10. The method for automatically positioning metal coils into rail cars using stereoscopic image processing of claim 1 wherein the picking up the metal coil further comprises:

inserting hoist tongs into a central opening of the metal coil.

11. The method for automatically positioning metal coils into rail cars using stereoscopic image processing of claim 10 wherein further comprising:

determining the central opening from the stereoscopic photo.

12. The method for automatically positioning metal coils into rail cars using stereoscopic image processing of claim 1 further comprising:

rotating the metal coil prior to the lowering the metal coil into the rail car.

13. A system for automatically positioning a metal coil into a rail car comprising:

a crane with a hoist for lifting a metal coil and for lowering the metal coil onto the rail car;

a hoist frame;

a stereoscopic camera mounted on the hoist frame, configured to take a stereoscopic image of a location on the rail car to where the metal coil is to be placed;

stereoscopic image processing logic configured to process the stereoscopic image to determine a position of the metal coil relative to the location on the rail car based, at least in part, on the stereoscopic image; and

wherein, the crane and the stereoscopic image processing logic are configured to pick up the metal coil and place the metal coil in the location on the rail car automatically without human intervention.

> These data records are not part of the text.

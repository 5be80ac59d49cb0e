//! Per-request snapshot of categories and brands.
//!
//! Built once per page load or API call and passed by reference into
//! whatever needs display names or icons. Never mutated after construction.

use std::collections::HashMap;

use tba_core::icon::icon_or_default;
use tba_core::listing::CategoryScope;
use tba_core::marker::{place_label, product_label, GroupType};
use tba_core::types::CategoryId;
use url::Url;

use crate::models::brand::Brand;
use crate::models::category::Category;
use crate::models::marker::Marker;
use crate::repositories::{BrandRepo, CategoryRepo};
use crate::store::{RowStore, StoreError};

/// Immutable id-keyed view over categories and brands.
#[derive(Debug, Clone, Default)]
pub struct LookupTables {
    categories: Vec<Category>,
    category_index: HashMap<String, usize>,
    brands: Vec<Brand>,
    brand_index: HashMap<String, usize>,
}

impl LookupTables {
    pub fn new(categories: Vec<Category>, brands: Vec<Brand>) -> Self {
        let category_index = categories
            .iter()
            .enumerate()
            .map(|(i, c)| (c.id.clone(), i))
            .collect();
        let brand_index = brands
            .iter()
            .enumerate()
            .map(|(i, b)| (b.id.clone(), i))
            .collect();
        Self {
            categories,
            category_index,
            brands,
            brand_index,
        }
    }

    /// Load active categories in `scope` and all active brands.
    pub async fn load(store: &dyn RowStore, scope: CategoryScope) -> Result<Self, StoreError> {
        let categories = CategoryRepo::list_active(store, scope).await?;
        let brands = BrandRepo::list_active(store).await?;
        Ok(Self::new(categories, brands))
    }

    /// Categories in load order (by id).
    pub fn categories(&self) -> &[Category] {
        &self.categories
    }

    pub fn brands(&self) -> &[Brand] {
        &self.brands
    }

    pub fn category(&self, id: &str) -> Option<&Category> {
        self.category_index.get(id).map(|&i| &self.categories[i])
    }

    pub fn has_category(&self, id: &str) -> bool {
        self.category_index.contains_key(id)
    }

    pub fn brand(&self, id: &str) -> Option<&Brand> {
        self.brand_index.get(id).map(|&i| &self.brands[i])
    }

    /// Display name, falling back to the raw id for unknown categories.
    pub fn category_name(&self, id: Option<&str>) -> String {
        match id {
            Some(id) => self
                .category(id)
                .map_or_else(|| id.to_string(), |c| c.name.clone()),
            None => String::new(),
        }
    }

    /// Display name, or empty for unknown brands.
    pub fn brand_name(&self, id: Option<&str>) -> String {
        id.and_then(|id| self.brand(id))
            .map(|b| b.name.clone())
            .unwrap_or_default()
    }

    /// Resolved icon URL for a category, or `default`.
    pub fn icon_for(&self, id: Option<&str>, base: &Url, default: &str) -> String {
        let raw = id
            .and_then(|id| self.category(id))
            .and_then(|c| c.icon_url.as_deref());
        icon_or_default(raw, base, default)
    }

    /// Headline for a marker: "Category · Brand" for products, the title
    /// (or category name) for places.
    pub fn marker_label(&self, marker: &Marker) -> String {
        let category = self.category_name(marker.category_id.as_deref());
        match marker.group_type {
            GroupType::Product => product_label(&category, &self.brand_name(marker.brand_id.as_deref())),
            GroupType::Place => place_label(&marker.title, &category),
        }
    }

    /// Home page chips: categories flagged for the scope, by name, first `limit`.
    pub fn chip_categories(&self, scope: CategoryScope, limit: usize) -> Vec<&Category> {
        let mut chosen: Vec<&Category> = self
            .categories
            .iter()
            .filter(|c| match scope {
                CategoryScope::All => true,
                CategoryScope::Places => c.for_places,
                CategoryScope::Products => c.for_products,
            })
            .collect();
        chosen.sort_by(|a, b| {
            a.name
                .to_lowercase()
                .cmp(&b.name.to_lowercase())
                .then_with(|| a.name.cmp(&b.name))
        });
        chosen.truncate(limit);
        chosen
    }

    /// All categories, most used first. Ties keep load order.
    pub fn rank_by_usage(&self, usage: &HashMap<CategoryId, usize>) -> Vec<&Category> {
        let mut ranked: Vec<&Category> = self.categories.iter().collect();
        ranked.sort_by_key(|c| std::cmp::Reverse(usage.get(&c.id).copied().unwrap_or(0)));
        ranked
    }
}
//! Server-rendered HTML pages.
//!
//! Renderers are plain functions from view data to markup. Every piece of
//! user-supplied text goes through [`escape_html`](tba_core::html::escape_html).
//!
//! - [`layout`]: document shell, header, and shared fragments
//! - [`home`]: craving chips, recent markers, and the spotlight
//! - [`list`]: filterable table of all markers
//! - [`map`]: Leaflet map of places with the add-place form
//! - [`products`]: product table with the add-product form
//! - [`marker`]: one marker with voting and editing
//! - [`votes`]: the signed-in user's votes

pub mod home;
pub mod layout;
pub mod list;
pub mod map;
pub mod marker;
pub mod products;
pub mod votes;

use tba_core::html::escape_html as esc;

/// A filter or shortcut pill.
#[derive(Debug, Clone)]
pub struct Chip {
    pub href: String,
    pub label: String,
    pub icon_url: Option<String>,
    pub active: bool,
}

impl Chip {
    pub fn link(href: impl Into<String>, label: impl Into<String>) -> Self {
        Self {
            href: href.into(),
            label: label.into(),
            icon_url: None,
            active: false,
        }
    }

    pub fn with_icon(mut self, icon_url: impl Into<String>) -> Self {
        self.icon_url = Some(icon_url.into());
        self
    }

    pub fn active(mut self, active: bool) -> Self {
        self.active = active;
        self
    }

    pub fn render(&self) -> String {
        let icon = self
            .icon_url
            .as_deref()
            .map(|url| format!(r#"<img class="chip-ic" src="{}" alt="">"#, esc(url)))
            .unwrap_or_default();
        let class = if self.active { "chip active" } else { "chip" };
        format!(
            r#"<a class="{class}" href="{}">{icon}<span>{}</span></a>"#,
            esc(&self.href),
            esc(&self.label)
        )
    }
}

pub fn render_chips(chips: &[Chip]) -> String {
    chips.iter().map(Chip::render).collect()
}

/// `"/path"` or `"/path?query"`.
pub fn with_query(path: &str, query: &str) -> String {
    if query.is_empty() {
        path.to_string()
    } else {
        format!("{path}?{query}")
    }
}

#[cfg(test)]
mod tests {
    use super::*;

    #[test]
    fn chip_markup() {
        let chip = Chip::link("/list?category=1&x=2", "Pizza")
            .with_icon("https://cdn.example/p.svg")
            .active(true);
        assert_eq!(
            chip.render(),
            r#"<a class="chip active" href="/list?category=1&amp;x=2"><img class="chip-ic" src="https://cdn.example/p.svg" alt=""><span>Pizza</span></a>"#
        );
    }

    #[test]
    fn with_query_skips_empty() {
        assert_eq!(with_query("/map", ""), "/map");
        assert_eq!(with_query("/map", "rating=9-10"), "/map?rating=9-10");
    }
}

14. The system for automatically positioning a metal coil into a rail car of claim 13 wherein the stereoscopic camera is a first stereoscopic camera and further comprising:

a second stereoscopic camera on a corner of the hoist frame configured to take stereoscopic images of a second side of the location on the rail car to where the metal coil is to be placed, wherein the first stereoscopic camera is on a corner of the hoist frame diagonal to the second stereoscopic camera and is configured to take stereoscopic images of a first side of the location on the rail car to where the metal coil is to be placed.

15. The system for automatically positioning a metal coil into a rail car of claim 14 further comprising:

two lights on corners of the hoist frame between the first stereoscopic camera and the second stereoscopic camera for illuminating the rail car.

16. The system for automatically positioning a metal coil into a rail car of claim 13 further comprising:

a laser positioning system configured to determine a location of the crane, wherein the stereoscopic image processing logic configured to determine the position of the metal coil based, at least in part, on the location of the crane determined by the laser positioning system.

17. The system for automatically positioning a metal coil into a rail car of claim 13 further comprising:

a memory storing a pre-stored image of the location on the rail car to where the metal coil is to be placed, wherein the stereoscopic image processing logic is configured to determine the position of the metal coil relative to the location on the rail car based, at least in part, on a compare the stereoscopic image with the pre-stored image

18. The system for automatically positioning a metal coil into a rail car of claim 17 wherein the pre-stored image is an image of at least one saddle of a rail car.

19. The system for automatically positioning a metal coil into a rail car of claim 13 further comprising:

a computer, wherein the stereoscopic image processing logic is in the computer; and

a network, wherein the stereoscopic camera communicates with the computer over the network.

20. The system for automatically positioning a metal coil into a rail car of claim 13 wherein the hoist further comprises:

hoist tongs, wherein the stereoscopic image processing logic is configured to process the stereoscopic image to find a central opening of the metal coil, and wherein the hoist is configured to insert and retract the hoist tongs from the central opening.